Поэтический диспут сицилийской школы продолжил Данте в «Новой Жизни». В воображении Данте Амор предстает как бы сверстником его и Гвидо. Он появляется в различных обличьях: то с черной шляпой на голове и в бархатных одеждах, облаченный в блестящие доспехи, то одетый в грубую тунику, как странник, идущий на богомолье, – только вдруг за плечами пилигрима вспыхивают огненные крылья. Для флорентийских поэтов владыка Амор был и психологической реальностью, и пагубным наваждением, и аллегорией, заключающей в себе глубочайшие смыслы, которые каждый толковал по-своему.

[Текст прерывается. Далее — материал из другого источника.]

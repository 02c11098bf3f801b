//! Table and Row data structures

use rustc_hash::FxHashMap;

use super::schema::Column;

/// A row of numeric values; missing cells are NaN
#[derive(Debug, Clone, PartialEq)]
pub struct Row {
    /// Values in column order
    pub values: Vec<f64>,
    /// Original line number in source file (1-indexed)
    pub source_line: usize,
}

impl Row {
    /// Create a new row
    pub fn new(values: Vec<f64>, source_line: usize) -> Self {
        Self {
            values,
            source_line,
        }
    }

    /// Get a value by column index
    pub fn get(&self, index: usize) -> Option<f64> {
        self.values.get(index).copied()
    }

    /// True if any value is missing
    pub fn has_missing(&self) -> bool {
        self.values.iter().any(|v| v.is_nan())
    }
}

/// An ordered, time-indexed table of counter values
#[derive(Debug, Clone)]
pub struct Table {
    /// Column definitions
    pub columns: Vec<Column>,
    /// All rows in file order
    pub rows: Vec<Row>,
    /// Column name to position
    column_index: FxHashMap<String, usize>,
}

impl Table {
    /// Create a new empty table with column definitions
    pub fn new(columns: Vec<Column>) -> Self {
        let column_index = columns
            .iter()
            .enumerate()
            .map(|(i, c)| (c.name.clone(), i))
            .collect();
        Self {
            columns,
            rows: Vec::new(),
            column_index,
        }
    }

    /// Build a table from column names and row values (rows numbered from line 2)
    pub fn from_rows<S: Into<String>>(names: impl IntoIterator<Item = S>, rows: Vec<Vec<f64>>) -> Self {
        let columns = names
            .into_iter()
            .enumerate()
            .map(|(i, name)| Column::new(name, i))
            .collect();
        let mut table = Self::new(columns);
        for (i, values) in rows.into_iter().enumerate() {
            table.add_row(values, i + 2);
        }
        table
    }

    /// Add a row to the table
    pub fn add_row(&mut self, values: Vec<f64>, source_line: usize) {
        self.rows.push(Row::new(values, source_line));
    }

    /// Get column index by name
    pub fn column_index(&self, name: &str) -> Option<usize> {
        self.column_index.get(name).copied()
    }

    /// Iterate over the values of one column
    pub fn column_values(&self, index: usize) -> impl Iterator<Item = f64> + '_ {
        self.rows
            .iter()
            .map(move |row| row.get(index).unwrap_or(f64::NAN))
    }

    /// Column names in header order
    pub fn column_names(&self) -> impl Iterator<Item = &str> {
        self.columns.iter().map(|c| c.name.as_str())
    }

    /// Number of rows
    pub fn row_count(&self) -> usize {
        self.rows.len()
    }

    /// Number of columns
    pub fn column_count(&self) -> usize {
        self.columns.len()
    }

    /// True if the table has no rows
    pub fn is_empty(&self) -> bool {
        self.rows.is_empty()
    }
}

Единодушные во всем, что касалось поэзии, ее задач, средств поэтического выражения, языка и стиля, поэты сладостного стиля, оставаясь в рамках одного литературного направления, часто значительно расходились в философских взглядах. Это относится в первую очередь к Данте и к тому, кого он называл «первым своим другом», – Гвидо Кавальканти. Их сложные, сопровождавшиеся размолвками отношения мало походили на спокойную и прочную дружбу с Чино да Пистойя, устоявшую под натиском времени…

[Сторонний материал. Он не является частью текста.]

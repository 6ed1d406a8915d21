// SPDX-FileCopyrightText: 2025 The superseedr Contributors
// SPDX-License-Identifier: GPL-3.0-or-later

use serde::Serialize;
use std::net::SocketAddr;
use thiserror::Error;

#[derive(Error, Debug)]
pub enum StorageError {
    #[error("I/O error: {0}")]
    Io(#[from] std::io::Error),

    #[error("range {offset}+{length} is outside the content (total {total} bytes)")]
    OutOfBounds { offset: u64, length: u64, total: u64 },
}

/// Every failure the engine can report, from a single session hiccup up to a
/// fatal transfer outcome.
#[derive(Error, Debug, Clone, PartialEq, Eq, Serialize)]
#[serde(tag = "kind", content = "detail")]
pub enum TransferError {
    #[error("connection to {0} timed out")]
    ConnectTimeout(SocketAddr),

    #[error("handshake rejected: {0}")]
    HandshakeRejected(String),

    #[error("protocol violation: {0}")]
    ProtocolViolation(String),

    #[error("piece {piece_index} failed hash verification")]
    HashMismatch { piece_index: u32 },

    #[error("piece {piece_index} failed verification {attempts} times, content integrity cannot be established")]
    PieceFailed { piece_index: u32, attempts: u32 },

    #[error("I/O error: {0}")]
    Io(String),

    #[error("no peers available")]
    NoPeersAvailable,

    #[error("malformed descriptor: {0}")]
    MalformedDescriptor(String),

    #[error("transfer cancelled")]
    TransferCancelled,
}

impl TransferError {
    /// Errors that close one session and hand its work back to the pool.
    pub fn is_session_local(&self) -> bool {
        matches!(
            self,
            TransferError::ConnectTimeout(_)
                | TransferError::HandshakeRejected(_)
                | TransferError::ProtocolViolation(_)
        )
    }

    pub fn is_content_integrity(&self) -> bool {
        matches!(
            self,
            TransferError::HashMismatch { .. } | TransferError::PieceFailed { .. }
        )
    }
}

impl From<StorageError> for TransferError {
    fn from(error: StorageError) -> Self {
        TransferError::Io(error.to_string())
    }
}

impl From<std::io::Error> for TransferError {
    fn from(error: std::io::Error) -> Self {
        TransferError::Io(error.to_string())
    }
}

…Данте приносил все свои новые стихи на суд старшему годами и более искушенному в поэтических опытах Гвидо. Кавальканти хвалил их или порицал с видом метра и со своей обычной, даже в беседах с друзьями, несколько презрительной манерой. В отличие от Данте Кавальканти был склонен рассматривать любовь как болезнь и наваждение. Подобных же взглядов придерживался один из близких его приятелей, талантливый врач Якопо да Пистойя, посвятивший Гвидо одно из своих сочинений. Вслед за таджиком Авиценной и арабом Аверроэсом Якопо пытался психические явления объяснять физиологическими изменениями организма. Как и Гвидо, он писал о разрушительном воздействии на человека чрезмерной любовной страсти. В стихах Кавальканти, отразивших философские увлечения поэта, любовь предстает как страшная сила, чья природа иррациональна, а истоки темны. В наиболее сильных и оригинальных своих стихах, в которых полным голосом говорит его индивидуальность, Гвидо преодолевает, в сущности, чуждое ему влияние Гвиницелли. В них воспевается слепая страсть и бессилие добродетели. Образ Амора в поэзии Кавальканти – иной, чем в юношеских произведениях Данте. Это безжалостный сирийский лучник, поразивший сердце поэта двумя стрелами. Третья стрела была бы спасением для его души, полумертвой от первых двух ран, но Амор держит натянутым лук, не спуская ее с тетивы. Эта третья стрела, очевидно, возвышенная, просветленная любовь, которой поэт так и не познал.